By Bob Madison - For the Chronicle | Jun 20, 2025

Scott

OMAHA, Neb. — The now-revered base for college baseball has been firmly established as Omaha and its cavernous stadium, which hosts the eight survivors of the Regional and Super Regional tournament.

Eight qualifiers out of 64 teams will be selected for the actual tournament.

The College World Series has certainly evolved into a television extravaganza that culminates athletic activities for any school year.

The week-long sportathon has moved from 23,000-seat Johnny Rosenblatt Stadium to its current home at 23,000-seat Charles Swab Stadium.

This year, the eight teams come from seven different conferences. The Southeastern Conference (SEC) has two qualifiers in LSU and Arkansas but such outliers as Murray State (Kentucky) have also scrambled their way to college baseball’s holy grail.

Manoah

Omaha has always been spoken of in reverential terms by college players. Where the NCAA Division I field has steadily grown from the long-gone years when only 27 teams were selected to play in eight District Tournaments, now the field is winnowed slowly away until just eight teams can slog their way to the CWS.

West Virginia University has never seen one of its teams make it through all the way to Omaha. Some would say that is better for the ego than the track record of Florida State, which has been to the holy grail some 24 times and each year has trooped back to the humidity of Tallahassee without a championship. That’s 0-24 in Omaha for the baseball-happy Seminoles.

In both 2024 and 2025 the Mountaineers claimed Regional championships, but were then stopped at the next level at a Super Regional.– first against North Carolina in Chapel Hill and then in Baton Rouge against Louisiana State. Louisiana State has already won seven national championships.

Mountaineer teams are no strangers to the NCAA Tournament atmosphere, often qualifying as the champions of the old Southern Conference.
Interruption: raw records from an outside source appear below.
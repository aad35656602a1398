//! Serialized execution of generation jobs.
//!
//! One dedicated worker thread owns every call into the pipeline
//! handle. Callers from any number of transport tasks enqueue jobs on
//! an unbounded FIFO channel and suspend on a oneshot until their job
//! completes. The queue has no bound and a queued job has no deadline;
//! callers wait as long as their job takes.

use std::panic::{catch_unwind, AssertUnwindSafe};
use std::sync::Arc;
use std::time::Instant;
use tokio::sync::{mpsc, oneshot};
use tracing::{debug, error, info};

use crate::error::{Error, Result};
use crate::lifecycle::LifecycleManager;
use crate::request::InferenceRequest;
use crate::types::InferenceResult;

/// One queued unit of work.
struct Job {
    request: InferenceRequest,
    reply: oneshot::Sender<Result<InferenceResult>>,
}

/// Accepts jobs from any number of concurrent callers and guarantees
/// they reach the pipeline one at a time, in submission order.
pub struct InferenceExecutor {
    lifecycle: Arc<LifecycleManager>,
    queue: mpsc::UnboundedSender<Job>,
}

impl InferenceExecutor {
    /// Spawn the worker thread and return the executor.
    pub fn new(lifecycle: Arc<LifecycleManager>) -> Self {
        let (queue, rx) = mpsc::unbounded_channel();

        let worker_lifecycle = lifecycle.clone();
        std::thread::Builder::new()
            .name("kinema-inference".into())
            .spawn(move || worker_loop(worker_lifecycle, rx))
            .expect("failed to spawn inference worker thread");

        Self { lifecycle, queue }
    }

    /// Submit a job and suspend until it completes.
    ///
    /// Fails fast with `NotReady` before anything is queued. Once
    /// queued, the job runs to completion; there is no cancellation.
    pub async fn submit(&self, request: InferenceRequest) -> Result<InferenceResult> {
        self.lifecycle.ensure_ready()?;

        let (reply, response) = oneshot::channel();
        self.queue
            .send(Job { request, reply })
            .map_err(|_| Error::Inference("inference worker is no longer running".into()))?;

        response
            .await
            .map_err(|_| Error::Inference("inference worker dropped the job".into()))?
    }
}

fn worker_loop(lifecycle: Arc<LifecycleManager>, mut queue: mpsc::UnboundedReceiver<Job>) {
    info!("inference worker started");

    while let Some(job) = queue.blocking_recv() {
        let result = run_job(&lifecycle, &job.request);
        if job.reply.send(result).is_err() {
            debug!("caller went away before its job completed");
        }
    }

    info!("inference worker stopped");
}

/// Execute one job against the pipeline handle.
///
/// Errors and panics from the invocation are converted to values here
/// so the worker loop survives every job and keeps draining the queue.
fn run_job(lifecycle: &LifecycleManager, request: &InferenceRequest) -> Result<InferenceResult> {
    let handle = lifecycle.handle()?;

    debug!(
        fps = request.fps,
        frames = request.frames,
        motion_bucket_id = request.motion_bucket_id,
        "executing generation job"
    );

    let started = Instant::now();
    let outcome = catch_unwind(AssertUnwindSafe(|| handle.invoke(request)));
    let processing_secs = started.elapsed().as_secs_f32();

    match outcome {
        Ok(Ok(output)) => Ok(InferenceResult {
            video: output.video,
            model_version: handle.model_version().to_string(),
            duration_secs: request.duration_secs(),
            processing_secs,
            device: handle.device(),
        }),
        Ok(Err(e)) => {
            error!(error = %e, "pipeline invocation failed");
            Err(match e {
                Error::Inference(_) => e,
                other => Error::Inference(other.to_string()),
            })
        }
        Err(_) => {
            error!("pipeline invocation panicked");
            Err(Error::Inference("pipeline invocation panicked".into()))
        }
    }
}

#[cfg(test)]
mod tests {
    use super::*;
    use crate::lifecycle::LifecycleManager;
    use crate::pipeline::{PipelineHandle, PipelineLoader, PipelineOutput, VideoPipeline};
    use crate::types::Device;
    use base64::Engine;
    use bytes::Bytes;
    use std::sync::atomic::{AtomicUsize, Ordering};
    use std::sync::Mutex;
    use std::time::Duration;

    // 1x1 RGBA PNG
    const PNG_1X1: &str = "iVBORw0KGgoAAAANSUhEUgAAAAEAAAABCAYAAAAfFcSJAAAADUlEQVR42mP8z8BQDwAEhQGAhKmMIQAAAABJRU5ErkJggg==";

    #[derive(Default)]
    struct ProbeState {
        calls: AtomicUsize,
        in_flight: AtomicUsize,
        max_in_flight: AtomicUsize,
        order: Mutex<Vec<u32>>,
        gate: Option<Mutex<std::sync::mpsc::Receiver<()>>>,
        fail_on_frames: Option<u32>,
        panic_on_frames: Option<u32>,
    }

    struct ProbePipeline(Arc<ProbeState>);

    impl VideoPipeline for ProbePipeline {
        fn invoke(&self, request: &InferenceRequest) -> Result<PipelineOutput> {
            let state = &self.0;
            state.calls.fetch_add(1, Ordering::SeqCst);

            let now = state.in_flight.fetch_add(1, Ordering::SeqCst) + 1;
            state.max_in_flight.fetch_max(now, Ordering::SeqCst);

            if let Some(gate) = &state.gate {
                let _ = gate.lock().unwrap().recv();
            }

            std::thread::sleep(Duration::from_millis(2));
            state.order.lock().unwrap().push(request.frames);
            state.in_flight.fetch_sub(1, Ordering::SeqCst);

            if state.panic_on_frames == Some(request.frames) {
                panic!("synthetic panic");
            }
            if state.fail_on_frames == Some(request.frames) {
                return Err(Error::Inference("synthetic failure".into()));
            }

            Ok(PipelineOutput {
                video: vec![0xAB, 0xCD, 0xEF],
            })
        }
    }

    struct ProbeLoader(Arc<ProbeState>);

    impl PipelineLoader for ProbeLoader {
        fn load(&self) -> Result<PipelineHandle> {
            Ok(PipelineHandle::new(
                Box::new(ProbePipeline(self.0.clone())),
                Device::Cuda,
                "svd-xt-1.1",
            ))
        }
    }

    fn ready_executor(state: Arc<ProbeState>) -> Arc<InferenceExecutor> {
        let lifecycle = Arc::new(LifecycleManager::new());
        lifecycle.begin_load(&ProbeLoader(state)).unwrap();
        Arc::new(InferenceExecutor::new(lifecycle))
    }

    fn request(frames: u32) -> InferenceRequest {
        InferenceRequest {
            image: Bytes::from_static(b"raw image bytes"),
            width: 1,
            height: 1,
            fps: 6,
            frames,
            motion: 0.5,
            motion_bucket_id: 128,
        }
    }

    #[tokio::test(flavor = "multi_thread", worker_threads = 8)]
    async fn concurrent_submissions_never_overlap_in_the_pipeline() {
        let state = Arc::new(ProbeState::default());
        let executor = ready_executor(state.clone());

        let mut handles = Vec::new();
        for i in 1..=16 {
            let executor = executor.clone();
            handles.push(tokio::spawn(async move { executor.submit(request(i)).await }));
        }
        for handle in handles {
            handle.await.unwrap().unwrap();
        }

        assert_eq!(state.calls.load(Ordering::SeqCst), 16);
        assert_eq!(state.max_in_flight.load(Ordering::SeqCst), 1);
    }

    #[tokio::test(flavor = "multi_thread", worker_threads = 4)]
    async fn jobs_complete_in_submission_order() {
        let (gate_tx, gate_rx) = std::sync::mpsc::channel();
        let state = Arc::new(ProbeState {
            gate: Some(Mutex::new(gate_rx)),
            ..Default::default()
        });
        let executor = ready_executor(state.clone());

        // Park the worker on a first job so the rest pile up in the queue.
        let blocker = {
            let executor = executor.clone();
            tokio::spawn(async move { executor.submit(request(100)).await })
        };
        tokio::time::sleep(Duration::from_millis(50)).await;

        let mut handles = Vec::new();
        for i in 1..=5u32 {
            let executor = executor.clone();
            handles.push(tokio::spawn(async move { executor.submit(request(i)).await }));
            // space out the sends so submission order is deterministic
            tokio::time::sleep(Duration::from_millis(20)).await;
        }

        gate_tx.send(()).unwrap();
        drop(gate_tx);

        blocker.await.unwrap().unwrap();
        for handle in handles {
            handle.await.unwrap().unwrap();
        }

        let order = state.order.lock().unwrap().clone();
        assert_eq!(order, vec![100, 1, 2, 3, 4, 5]);
    }

    #[tokio::test]
    async fn submissions_before_load_get_not_ready_and_queue_nothing() {
        let state = Arc::new(ProbeState::default());
        let lifecycle = Arc::new(LifecycleManager::new());
        let executor = InferenceExecutor::new(lifecycle.clone());

        let err = executor.submit(request(14)).await.unwrap_err();
        assert!(matches!(err, Error::NotReady { .. }));
        assert_eq!(state.calls.load(Ordering::SeqCst), 0);

        lifecycle.begin_load(&ProbeLoader(state.clone())).unwrap();
        executor.submit(request(14)).await.unwrap();
        assert_eq!(state.calls.load(Ordering::SeqCst), 1);
    }

    #[tokio::test]
    async fn failing_job_does_not_poison_the_worker() {
        let state = Arc::new(ProbeState {
            fail_on_frames: Some(13),
            ..Default::default()
        });
        let executor = ready_executor(state.clone());

        let err = executor.submit(request(13)).await.unwrap_err();
        assert!(matches!(err, Error::Inference(_)));

        let result = executor.submit(request(14)).await.unwrap();
        assert_eq!(result.video, vec![0xAB, 0xCD, 0xEF]);
        assert_eq!(state.calls.load(Ordering::SeqCst), 2);
    }

    #[tokio::test]
    async fn panicking_job_does_not_poison_the_worker() {
        let state = Arc::new(ProbeState {
            panic_on_frames: Some(99),
            ..Default::default()
        });
        let executor = ready_executor(state.clone());

        let err = executor.submit(request(99)).await.unwrap_err();
        assert!(matches!(err, Error::Inference(_)));

        executor.submit(request(14)).await.unwrap();
        assert_eq!(state.calls.load(Ordering::SeqCst), 2);
    }

    #[tokio::test]
    async fn end_to_end_result_carries_metadata() {
        let state = Arc::new(ProbeState::default());
        let executor = ready_executor(state);

        let image = Bytes::from(
            base64::engine::general_purpose::STANDARD
                .decode(PNG_1X1)
                .unwrap(),
        );
        let request = crate::request::validate(image, 6, 14, 0.5).unwrap();
        let result = executor.submit(request).await.unwrap();

        assert_eq!(result.model_version, "svd-xt-1.1");
        assert_eq!(result.device, Device::Cuda);
        assert!((result.duration_secs - 14.0 / 6.0).abs() < f32::EPSILON);
        assert!(result.processing_secs >= 0.0);
    }
}
//! HTTP API routes and handlers.

mod generate;
mod health;

use axum::{
    routing::{get, post},
    Router,
};
use tower_http::cors::{Any, CorsLayer};
use tower_http::trace::TraceLayer;

use crate::state::AppState;

/// Create the HTTP router.
pub fn create_router(state: AppState) -> Router {
    Router::new()
        .route("/health", get(health::health_check))
        .route("/generate", post(generate::generate))
        .layer(TraceLayer::new_for_http())
        .layer(
            CorsLayer::new()
                .allow_origin(Any)
                .allow_methods(Any)
                .allow_headers(Any),
        )
        .with_state(state)
}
In the early 1960s, West Virginia annually made the bus trip from Morgantown to Gastonia, NC to compete in the District III tournament where it was joined by the champions of the Southeastern Conference, Atlantic Coast Conference and independent team — usually Florida State. The District champion moved straightway to the CWS in Omaha. Coach Steve Harrick and his Mountaineers were there when Duke (1961) and Florida State (1962 and 1963) eliminated the likes of Florida and Wake Forest to reach Omaha on the banks of the Missouri River, across from Council Bluffs, Iowa.

Grove

West Virginia was the acknowledged king of the Southern Conference.

Today’s Mountaineers make their mark in the scattered Big 12 Conference, where they shared that league’s regular season championship in 2024 and then won it outright in 2025.

Former Mountaineers currently on Major League rosters are Victor Scott, Ryan Bergert and Kade Strowd with pitchers Alek Manoah, John Means and Michael Grove on the injured lists of their respective Major League teams.

The more recent national success of WVU teams has piqued the interests of the crowds who now flock to the comfortable stadium in Granville to watch the Mountaineers even on the cloud-covered afternoons and evenings of days when the temperatures never get out of the 50s.